Holmbergmerrill8183
Autoimmune encephalitis (AE) refers to immune-mediated neurological syndromes often characterised by the detection of pathogenic autoantibodies in serum and/or cerebrospinal fluid which target extracellular epitopes of neuroglial antigens. There is increasing evidence these autoantibodies directly modulate function of their antigens in vivo. Early treatment with immunotherapy improves outcomes. Yet, these patients commonly exhibit chronic disability. Importantly, optimal therapeutic strategies at onset and during escalation remain poorly understood. In this review of a rapidly emerging field, we evaluate recent studies on larger cohorts, registries, and meta-analyses to highlight existing evidence for contemporary therapeutic approaches in AE.
We highlight acute and long-term treatments used in specific AE syndromes, exemplify how understanding disease pathogenesis can inform precision therapy and outline challenges of defining disability outcomes in AE.
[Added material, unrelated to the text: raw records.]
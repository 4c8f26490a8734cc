use std::sync::Arc;

use lyon::math::point;

use super::{Node, NodeKind, PointRole};
use crate::geometry::{nearest_point_on_cubic_sampled, subdivide_cubic, Cubic};
use curvekit_core::constants::{ISOLATED_HANDLE_OFFSET, MIN_CLOSED_NODES, SMOOTHING_FACTOR};
use curvekit_core::{PathError, Point};

/// Closest segment to a probe point, as found by the sampled search.
#[derive(Debug, Clone, Copy, PartialEq)]
pub struct SegmentHit {
    pub segment: usize,
    pub t: f64,
    pub distance: f64,
}

/// The edited path: an ordered node sequence plus the closed flag.
///
/// Nodes live behind an `Arc` so history snapshots share them. Structural
/// edits build a new sequence; positional edits go through `Arc::make_mut`, so
/// a sequence held by history is copied before it is ever written.
#[derive(Debug, Clone, Default, PartialEq)]
pub struct Path {
    nodes: Arc<Vec<Node>>,
    closed: bool,
}

impl Path {
    pub fn new() -> Self {
        Self::default()
    }

    /// Builds a path from raw nodes. A closed flag on fewer than three nodes is
    /// dropped.
    pub fn from_nodes(nodes: Vec<Node>, closed: bool) -> Self {
        let closed = closed && nodes.len() >= MIN_CLOSED_NODES;
        Self {
            nodes: Arc::new(nodes),
            closed,
        }
    }

    pub fn nodes(&self) -> &[Node] {
        &self.nodes
    }

    /// The shared node sequence, for snapshotting without a copy.
    pub fn shared_nodes(&self) -> &Arc<Vec<Node>> {
        &self.nodes
    }

    pub fn node(&self, index: usize) -> Option<&Node> {
        self.nodes.get(index)
    }

    pub fn len(&self) -> usize {
        self.nodes.len()
    }

    pub fn is_empty(&self) -> bool {
        self.nodes.is_empty()
    }

    pub fn is_closed(&self) -> bool {
        self.closed
    }

    /// Whether two paths share the same node allocation.
    pub fn shares_nodes_with(&self, other: &Path) -> bool {
        Arc::ptr_eq(&self.nodes, &other.nodes)
    }

    pub fn segment_count(&self) -> usize {
        match self.nodes.len() {
            0 | 1 => 0,
            n if self.closed => n,
            n => n - 1,
        }
    }

    /// Start and end node indices of a segment.
    pub fn segment_endpoints(&self, segment: usize) -> Option<(usize, usize)> {
        if segment >= self.segment_count() {
            return None;
        }
        Some((segment, (segment + 1) % self.nodes.len()))
    }

    pub fn segment(&self, segment: usize) -> Option<Cubic> {
        let (start, end) = self.segment_endpoints(segment)?;
        let a = &self.nodes[start];
        let b = &self.nodes[end];
        Some(Cubic::new(a.anchor, a.ctrl2, b.ctrl1, b.anchor))
    }

    pub fn segments(&self) -> impl Iterator<Item = Cubic> + '_ {
        (0..self.segment_count()).filter_map(|i| self.segment(i))
    }

    /// Point on segment `segment` at parameter `t`.
    pub fn evaluate(&self, segment: usize, t: f64) -> Option<Point> {
        self.segment(segment).map(|c| c.eval(t))
    }

    /// Globally closest segment to `target`. Ties keep the lower index.
    pub fn nearest_segment(&self, target: Point, samples: usize) -> Option<SegmentHit> {
        let mut best: Option<SegmentHit> = None;
        for (segment, curve) in self.segments().enumerate() {
            let hit = nearest_point_on_cubic_sampled(target, curve, samples);
            if best.is_none_or(|b| hit.distance < b.distance) {
                best = Some(SegmentHit {
                    segment,
                    t: hit.t,
                    distance: hit.distance,
                });
            }
        }
        best
    }

    fn check_index(&self, index: usize) -> Result<(), PathError> {
        if index < self.nodes.len() {
            Ok(())
        } else {
            Err(PathError::NodeOutOfRange {
                index,
                len: self.nodes.len(),
            })
        }
    }

    /// Appends a node at `anchor`, auto-smoothing the joint with the previous
    /// node.
    ///
    /// The new handles lie along the direction from the previous anchor with
    /// length `SMOOTHING_FACTOR` times the distance; the previous outgoing
    /// handle is re-aimed along that direction keeping its length. An isolated
    /// first node gets horizontal handles.
    pub fn append(&self, anchor: Point, kind: NodeKind) -> Path {
        let mut nodes = Vec::with_capacity(self.nodes.len() + 1);
        nodes.extend_from_slice(&self.nodes);

        let node = match nodes.last_mut() {
            None => {
                let offset = Point::new(ISOLATED_HANDLE_OFFSET, 0.0);
                Node::new(anchor, anchor - offset, anchor + offset, kind)
            }
            Some(prev) => {
                let delta = anchor - prev.anchor;
                let direction = Point::from_angle(delta.angle());
                let length = SMOOTHING_FACTOR * delta.length();

                let prev_length = prev.ctrl2.distance_to(&prev.anchor);
                let prev_ctrl2 = prev.anchor + direction * prev_length;
                prev.set_handle(PointRole::Ctrl2, prev_ctrl2);

                Node::new(
                    anchor,
                    anchor - direction * length,
                    anchor + direction * length,
                    kind,
                )
            }
        };
        nodes.push(node);

        Path {
            nodes: Arc::new(nodes),
            closed: self.closed,
        }
    }

    /// Moves a node's anchor, translating its handles with it.
    pub fn move_anchor(&mut self, index: usize, to: Point) -> Result<(), PathError> {
        self.check_index(index)?;
        Arc::make_mut(&mut self.nodes)[index].move_anchor(to);
        Ok(())
    }

    /// Moves one point of a node. Handles of smooth nodes keep their mirror.
    pub fn move_handle(&mut self, index: usize, role: PointRole, to: Point) -> Result<(), PathError> {
        self.check_index(index)?;
        Arc::make_mut(&mut self.nodes)[index].set_handle(role, to);
        Ok(())
    }

    /// Splits segment `segment` at `t` and inserts a smooth node there.
    ///
    /// Returns the new path and the index of the inserted node. The visible
    /// curve is unchanged.
    pub fn insert_on_segment(&self, segment: usize, t: f64) -> Result<(Path, usize), PathError> {
        let (start, end) = self
            .segment_endpoints(segment)
            .ok_or(PathError::SegmentOutOfRange {
                index: segment,
                count: self.segment_count(),
            })?;
        if !(t > 0.0 && t < 1.0) {
            return Err(PathError::InvalidParameter { t });
        }

        let a = self.nodes[start];
        let b = self.nodes[end];
        let split = subdivide_cubic(t, a.anchor, a.ctrl2, b.ctrl1, b.anchor);

        let mut nodes = (*self.nodes).clone();
        nodes[start].ctrl2 = split.start_ctrl2;
        nodes[end].ctrl1 = split.end_ctrl1;

        let inserted = start + 1;
        nodes.insert(
            inserted,
            Node::new(split.anchor, split.ctrl1, split.ctrl2, NodeKind::Smooth),
        );

        Ok((
            Path {
                nodes: Arc::new(nodes),
                closed: self.closed,
            },
            inserted,
        ))
    }

    /// Closed copy of the path with the last→first joint smoothed: both
    /// endpoint handles are aimed along last→first with length
    /// `SMOOTHING_FACTOR` times the gap.
    pub fn close(&self) -> Result<Path, PathError> {
        let n = self.nodes.len();
        if n < MIN_CLOSED_NODES {
            return Err(PathError::TooFewNodesToClose { nodes: n });
        }

        let mut nodes = (*self.nodes).clone();
        let first = nodes[0].anchor;
        let last = nodes[n - 1].anchor;
        let delta = first - last;
        let direction = Point::from_angle(delta.angle());
        let length = SMOOTHING_FACTOR * delta.length();

        nodes[n - 1].set_handle(PointRole::Ctrl2, last + direction * length);
        nodes[0].set_handle(PointRole::Ctrl1, first - direction * length);

        Ok(Path {
            nodes: Arc::new(nodes),
            closed: true,
        })
    }

    /// Open copy of the path; geometry is unchanged.
    pub fn open(&self) -> Path {
        Path {
            nodes: Arc::clone(&self.nodes),
            closed: false,
        }
    }

    /// Removes a node. Fewer than three remaining nodes force the path open.
    pub fn delete_node(&self, index: usize) -> Result<Path, PathError> {
        self.check_index(index)?;
        let mut nodes = (*self.nodes).clone();
        nodes.remove(index);
        let closed = self.closed && nodes.len() >= MIN_CLOSED_NODES;
        Ok(Path {
            nodes: Arc::new(nodes),
            closed,
        })
    }

    pub fn set_kind(&self, index: usize, kind: NodeKind) -> Result<Path, PathError> {
        self.check_index(index)?;
        let mut nodes = (*self.nodes).clone();
        nodes[index].set_kind(kind);
        Ok(Path {
            nodes: Arc::new(nodes),
            closed: self.closed,
        })
    }

    /// Axis-aligned bounds of every anchor and handle as `(min_x, min_y, max_x, max_y)`.
    pub fn bounds(&self) -> Option<(f64, f64, f64, f64)> {
        if self.nodes.is_empty() {
            return None;
        }
        let mut min_x = f64::INFINITY;
        let mut min_y = f64::INFINITY;
        let mut max_x = f64::NEG_INFINITY;
        let mut max_y = f64::NEG_INFINITY;
        for p in self
            .nodes
            .iter()
            .flat_map(|n| [n.anchor, n.ctrl1, n.ctrl2])
        {
            min_x = min_x.min(p.x);
            min_y = min_y.min(p.y);
            max_x = max_x.max(p.x);
            max_y = max_y.max(p.y);
        }
        Some((min_x, min_y, max_x, max_y))
    }

    /// Builds a lyon path for rendering consumers.
    pub fn render(&self) -> lyon::path::Path {
        let Some(first) = self.nodes.first() else {
            return lyon::path::Path::new();
        };

        let to_lyon = |p: Point| point(p.x as f32, p.y as f32);
        let mut builder = lyon::path::Path::builder();
        builder.begin(to_lyon(first.anchor));
        for curve in self.segments() {
            builder.cubic_bezier_to(to_lyon(curve.p1), to_lyon(curve.p2), to_lyon(curve.p3));
        }
        builder.end(self.closed);
        builder.build()
    }
}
Early first-line immunotherapies, including cortions between international multicentre cohorts, and enable future meta-analyses with the aim of developing evidence-based therapeutic guidelines.
The coronavirus disease 2019 (COVID) pandemic has resulted in significant mortality and morbidity globally. SR18662 research buy Patients who survive infection may develop continuing disease collectively known as the postacute sequelae of severe acute respiratory syndrome coronavirus 2 infection (PASC), which includes neurologic symptoms especially fatigue and cognitive impairment. The pathogenic mechanisms driving PASC are unknown although a postinfectious process, persistent infection, or lasting pathophysiological changes that occur during acute infection are all suspected to contribute.
Here we review the current evidence underlying potential pathogenic mechanisms of the neurological complications of PASC with particular emphasis on the evidence for postinfectious immune processes and viral persistence.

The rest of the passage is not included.